**Required action:** After finding the line that contains "for the target", reproduce it and each line below it through the end of the listing, exactly, with nothing added.

**Task material:**
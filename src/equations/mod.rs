//! Seawater equation of state.
//!
//! The column kernels treat the equation of state as an external
//! collaborator behind the [`DensityDerivatives`] trait. The regridder calls
//! it once per available lateral neighbor and once more for the target
//! column's own vertical gradient.

mod equation_of_state;

pub use equation_of_state::{
    DensityDerivatives, EquationOfState, G, LinearEquationOfState, RHO_0,
};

**Response to the task:**
//! it once per available lateral neighbor and once more for the target
//! column's own vertical gradient.

mod equation_of_state;

pub use equation_of_state::{
    DensityDerivatives, EquationOfState, G, LinearEquationOfState, RHO_0,
};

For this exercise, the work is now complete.